Input material:
########

impl CaveConfig {
    /// Default configuration with a different seed.
    pub fn with_seed(seed: u32) -> Self {
        let mut config = Self::default();
        config.core.seed = seed;
        config
    }

    /// Named presets: `small`, `default`, `large`.
    pub fn preset(name: &str) -> Result<Self> {
        let mut config = Self::default();
        match name {
            "default" => {}
            "small" => {
                config.core.chunk_size = 16.0;
                config.foundation.chamber_spacing = 12.0;
                config.foundation.chamber_max_radius = 7.0;
                config.foundation.passage_max_distance = 28.0;
                config.micro.seam_spacing = 8.0;
            }
            "large" => {
                config.core.chunk_size = 64.0;
                config.core.time_budget_secs = 120.0;
                config.foundation.chamber_spacing = 28.0;
                config.foundation.chamber_min_radius = 6.0;
                config.foundation.chamber_max_radius = 16.0;
                config.foundation.passage_max_distance = 64.0;
                config.foundation.passage_width = 8.0;
                config.connectivity.bridge_width = 10.0;
            }
            other => {
                return Err(GenerationError::Configuration(format!("unknown preset '{}'", other)));
            }
        }
        Ok(config)
    }

    /// Parse a JSON document; missing fields take their defaults.
    pub fn from_json_str(json: &str) -> Result<Self> {
        serde_json::from_str(json)
            .map_err(|e| GenerationError::Configuration(format!("invalid config JSON: {}", e)))
    }

    /// Read and parse a JSON config file.
    pub fn from_json_file(path: impl AsRef<Path>) -> Result<Self> {
        let path = path.as_ref();
        let text = std::fs::read_to_string(path).map_err(|e| {
            GenerationError::Configuration(format!("cannot read {}: {}", path.display(), e))
        })?;
        Self::from_json_str(&text)
    }

    /// Reject out-of-range or inconsistent options.
    pub fn validate(&self) -> Result<()> {
        let core = &self.core;
        positive("core.resolution", core.resolution)?;
        positive("core.chunk_size", core.chunk_size)?;
        positive("core.time_budget_secs", core.time_budget_secs)?;
        if core.chunk_size < core.resolution {
            return Err(config_err(format!(
                "core.chunk_size ({}) must be at least core.resolution ({})",
                core.chunk_size, core.resolution
            )));
        }
        if core.yield_interval == 0 {
            return Err(config_err("core.yield_interval must be at least 1"));
        }
        if core.max_total_voxels == 0 || core.max_chunk_voxels == 0 {
            return Err(config_err("voxel ceilings must be non-zero"));
        }
        // A chunk whose edge alone exceeds the chunk ceiling can never be written
        let edge_cells = (core.chunk_size as f64 / core.resolution as f64).ceil();
        if edge_cells > core.max_chunk_voxels as f64 {
            return Err(config_err(format!(
                "core.chunk_size ({}) spans {} voxels per axis, above core.max_chunk_voxels ({})",
                core.chunk_size, edge_cells, core.max_chunk_voxels
            )));
        }

        let noise = &self.noise;
        unit("noise.cave_threshold", noise.cave_threshold)?;
        positive("noise.chamber_scale", noise.chamber_scale)?;
        positive("noise.tunnel_scale", noise.tunnel_scale)?;
        positive("noise.detail_scale", noise.detail_scale)?;
        positive("noise.cell_scale", noise.cell_scale)?;
        positive("noise.lacunarity", noise.lacunarity)?;
        unit("noise.persistence", noise.persistence)?;
        unit("noise.depth_floor", noise.depth_floor)?;
        non_negative("noise.chamber_weight", noise.chamber_weight)?;
        non_negative("noise.tunnel_weight", noise.tunnel_weight)?;
        non_negative("noise.detail_weight", noise.detail_weight)?;
        non_negative("noise.depth_falloff", noise.depth_falloff)?;
        for (name, octaves) in [
            ("noise.chamber_octaves", noise.chamber_octaves),
            ("noise.tunnel_octaves", noise.tunnel_octaves),
        ] {
            if octaves == 0 || octaves > MAX_OCTAVES {
                return Err(config_err(format!("{} must be in 1..={}", name, MAX_OCTAVES)));
            }
        }
        ordered("noise.min_depth", noise.min_depth, "noise.max_depth", noise.max_depth)?;
        if noise.min_neighbors == 0 || noise.min_neighbors > 6 {
            return Err(config_err("noise.min_neighbors must be in 1..=6"));
        }

        let f = &self.foundation;
        positive("foundation.chamber_spacing", f.chamber_spacing)?;
        unit("foundation.chamber_density_threshold", f.chamber_density_threshold)?;
        non_negative("foundation.chamber_margin", f.chamber_margin)?;
        positive("foundation.chamber_min_radius", f.chamber_min_radius)?;
        ordered("foundation.chamber_min_radius", f.chamber_min_radius,
            "foundation.chamber_max_radius", f.chamber_max_radius)?;
        positive("foundation.chamber_flatten", f.chamber_flatten)?;
        unit("foundation.chamber_roughness", f.chamber_roughness)?;
        if f.min_chambers > f.max_chambers {
            return Err(config_err("foundation.min_chambers exceeds foundation.max_chambers"));
        }
        non_negative("foundation.passage_min_distance", f.passage_min_distance)?;
        ordered("foundation.passage_min_distance", f.passage_min_distance,
            "foundation.passage_max_distance", f.passage_max_distance)?;
        positive("foundation.passage_width", f.passage_width)?;
        non_negative("foundation.passage_curvature", f.passage_curvature)?;
        unit("foundation.shaft_chance", f.shaft_chance)?;
        positive("foundation.shaft_min_height", f.shaft_min_height)?;
        ordered("foundation.shaft_min_height", f.shaft_min_height,
            "foundation.shaft_max_height", f.shaft_max_height)?;
        positive("foundation.shaft_min_radius", f.shaft_min_radius)?;
        ordered("foundation.shaft_min_radius", f.shaft_min_radius,
            "foundation.shaft_max_radius", f.shaft_max_radius)?;

        let c = &self.complexity;
        for (name, p) in [
            ("complexity.branch_chance", c.branch_chance),
            ("complexity.branch_connect_chance", c.branch_connect_chance),
            ("complexity.sub_chamber_chance", c.sub_chamber_chance),
            ("complexity.collapse_chance", c.collapse_chance),
            ("complexity.hidden_pocket_chance", c.hidden_pocket_chance),
            ("complexity.tilted_floor_chance", c.tilted_floor_chance),
            ("complexity.overhang_chance", c.overhang_chance),
        ] {
            unit(name, p)?;
        }
        positive("complexity.branch_min_length", c.branch_min_length)?;
        ordered("complexity.branch_min_length", c.branch_min_length,
            "complexity.branch_max_length", c.branch_max_length)?;
        positive("complexity.branch_width", c.branch_width)?;
        positive("complexity.sub_chamber_scale", c.sub_chamber_scale)?;
        positive("complexity.hidden_pocket_radius", c.hidden_pocket_radius)?;

        let m = &self.micro;
        for (name, p) in [
            ("micro.vein_chance", m.vein_chance),
            ("micro.pinch_chance", m.pinch_chance),
            ("micro.seam_chance", m.seam_chance),
            ("micro.plate_gap_chance", m.plate_gap_chance),
            ("micro.funnel_chance", m.funnel_chance),
            ("micro.dome_chance", m.dome_chance),
            ("micro.funnel_taper", m.funnel_taper),
        ] {
            unit(name, p)?;
        }
        if m.vein_segments == 0 {
            return Err(config_err("micro.vein_segments must be at least 1"));
        }
        positive("micro.vein_length", m.vein_length)?;
        positive("micro.vein_width", m.vein_width)?;
        positive("micro.pinch_ratio", m.pinch_ratio)?;
        unit("micro.pinch_ratio", m.pinch_ratio)?;
        positive("micro.pinch_window", m.pinch_window)?;
        unit("micro.pinch_window", m.pinch_window)?;
        positive("micro.seam_spacing", m.seam_spacing)?;
        positive("micro.seam_thickness", m.seam_thickness)?;
        positive("micro.plate_gap_width", m.plate_gap_width)?;
        positive("micro.plate_gap_height", m.plate_gap_height)?;
        positive("micro.plate_gap_length", m.plate_gap_length)?;
        positive("micro.dome_scale", m.dome_scale)?;

        let conn = &self.connectivity;
        positive("connectivity.bridge_width", conn.bridge_width)?;
        if conn.bridge_width < f.passage_width {
            return Err(config_err(format!(
                "connectivity.bridge_width ({}) must be at least foundation.passage_width ({})",
                conn.bridge_width, f.passage_width
            )));
        }

        for (name, level) in [
            ("environment.water_level", self.environment.water_level),
            ("environment.lava_level", self.environment.lava_level),
        ] {
            if let Some(level) = level {
                if !level.is_finite() {
                    return Err(config_err(format!("{} must be finite", name)));
                }
            }
        }
        Ok(())
    }
}

fn config_err(msg: impl Into<String>) -> GenerationError {
    GenerationError::Configuration(msg.into())
}

fn positive(name: &str, value: f32) -> Result<()> {
    if value.is_finite() && value > 0.0 {
        Ok(())
    } else {
        Err(config_err(format!("{} must be a positive number, got {}", name, value)))
    }
}

fn non_negative(name: &str, value: f32) -> Result<()> {
    if value.is_finite() && value >= 0.0 {
        Ok(())
    } else {
        Err(config_err(format!("{} must be non-negative, got {}", name, value)))
    }
}

fn unit(name: &str, value: f32) -> Result<()> {
    if (0.0..=1.0).contains(&value) {
        Ok(())
    } else {
        Err(config_err(format!("{} must be in [0, 1], got {}", name, value)))
    }
}

fn ordered(min_name: &str, min: f32, max_name: &str, max: f32) -> Result<()> {
    if min.is_finite() && max.is_finite() && min <= max {
        Ok(())
    } else {
        Err(config_err(format!("{} ({}) must not exceed {} ({})", min_name, min, max_name, max)))
    }
}

#[cfg(test)]
mod tests {
    use super::*;

    #[test]
    fn test_default_config_is_valid() {
        let config = CaveConfig::default();
        assert_eq!(config.core.seed, 12345);
        assert_eq!(config.core.resolution, 4.0);
        assert_eq!(config.noise.cave_threshold, 0.4);
        assert!(config.validate().is_ok());
    }

    #[test]
    fn test_threshold_out_of_range() {
        let mut config = CaveConfig::default();
        config.noise.cave_threshold = 1.1;
        let err = config.validate().unwrap_err();
        assert!(matches!(err, GenerationError::Configuration(_)));
        assert!(err.to_string().contains("noise.cave_threshold"));

        config.noise.cave_threshold = f32::NAN;
        assert!(config.validate().is_err());
    }

    #[test]
    fn test_chunk_smaller_than_resolution() {
        let mut config = CaveConfig::default();
        config.core.chunk_size = 2.0;
        assert!(config.validate().is_err());
    }

    #[test]
    fn test_oversized_chunk_rejected() {
        let mut config = CaveConfig::default();
        config.core.chunk_size = 1e11;
        let err = config.validate().unwrap_err();
        assert!(err.to_string().contains("core.chunk_size"));

        config.core.chunk_size = f32::INFINITY;
        assert!(config.validate().is_err());
    }

    #[test]
    fn test_inverted_ranges_rejected() {
        let mut config = CaveConfig::default();
        config.foundation.chamber_min_radius = 12.0;
        config.foundation.chamber_max_radius = 4.0;
        assert!(config.validate().is_err());

        let mut config = CaveConfig::default();
        config.noise.min_depth = 50.0;
        config.noise.max_depth = 10.0;
        assert!(config.validate().is_err());
    }

    #[test]
    fn test_bridge_narrower_than_passage_rejected() {
        let mut config = CaveConfig::default();
        config.connectivity.bridge_width = 2.0;
        assert!(config.validate().is_err());
    }

    #[test]
    fn test_zero_yield_interval_rejected() {
        let mut config = CaveConfig::default();
        config.core.yield_interval = 0;
        assert!(config.validate().is_err());
    }

    #[test]
    fn test_presets() {
        for name in ["small", "default", "large"] {
            let config = CaveConfig::preset(name).unwrap();
            assert!(config.validate().is_ok(), "preset {} should validate", name);
        }
        assert!(CaveConfig::preset("huge").is_err());
    }

    #[test]
    fn test_partial_json_uses_defaults() {
        let config = CaveConfig::from_json_str(
            r#"{ "core": { "seed": 99 }, "noise": { "cave_threshold": 0.55 } }"#,
        ).unwrap();
        assert_eq!(config.core.seed, 99);
        assert_eq!(config.core.resolution, 4.0);
        assert_eq!(config.noise.cave_threshold, 0.55);
        assert_eq!(config.foundation, FoundationConfig::default());
    }

    #[test]
    fn test_json_round_trip() {
        let mut config = CaveConfig::with_seed(7);
        config.environment.water_level = Some(-10.0);
        let json = serde_json::to_string(&config).unwrap();
        assert_eq!(CaveConfig::from_json_str(&json).unwrap(), config);
    }

    #[test]
    fn test_bad_json() {
        let err = CaveConfig::from_json_str("{ not json").unwrap_err();
        assert!(matches!(err, GenerationError::Configuration(_)));
    }

    #[test]
    fn test_missing_file() {
        let err = CaveConfig::from_json_file("/definitely/not/here.json").unwrap_err();
        assert!(matches!(err, GenerationError::Configuration(_)));
    }
}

########

The task: From the records above, copy each line in which the string "other" occurs.

Task response:
            other => {
                return Err(GenerationError::Configuration(format!("unknown preset '{}'", other)));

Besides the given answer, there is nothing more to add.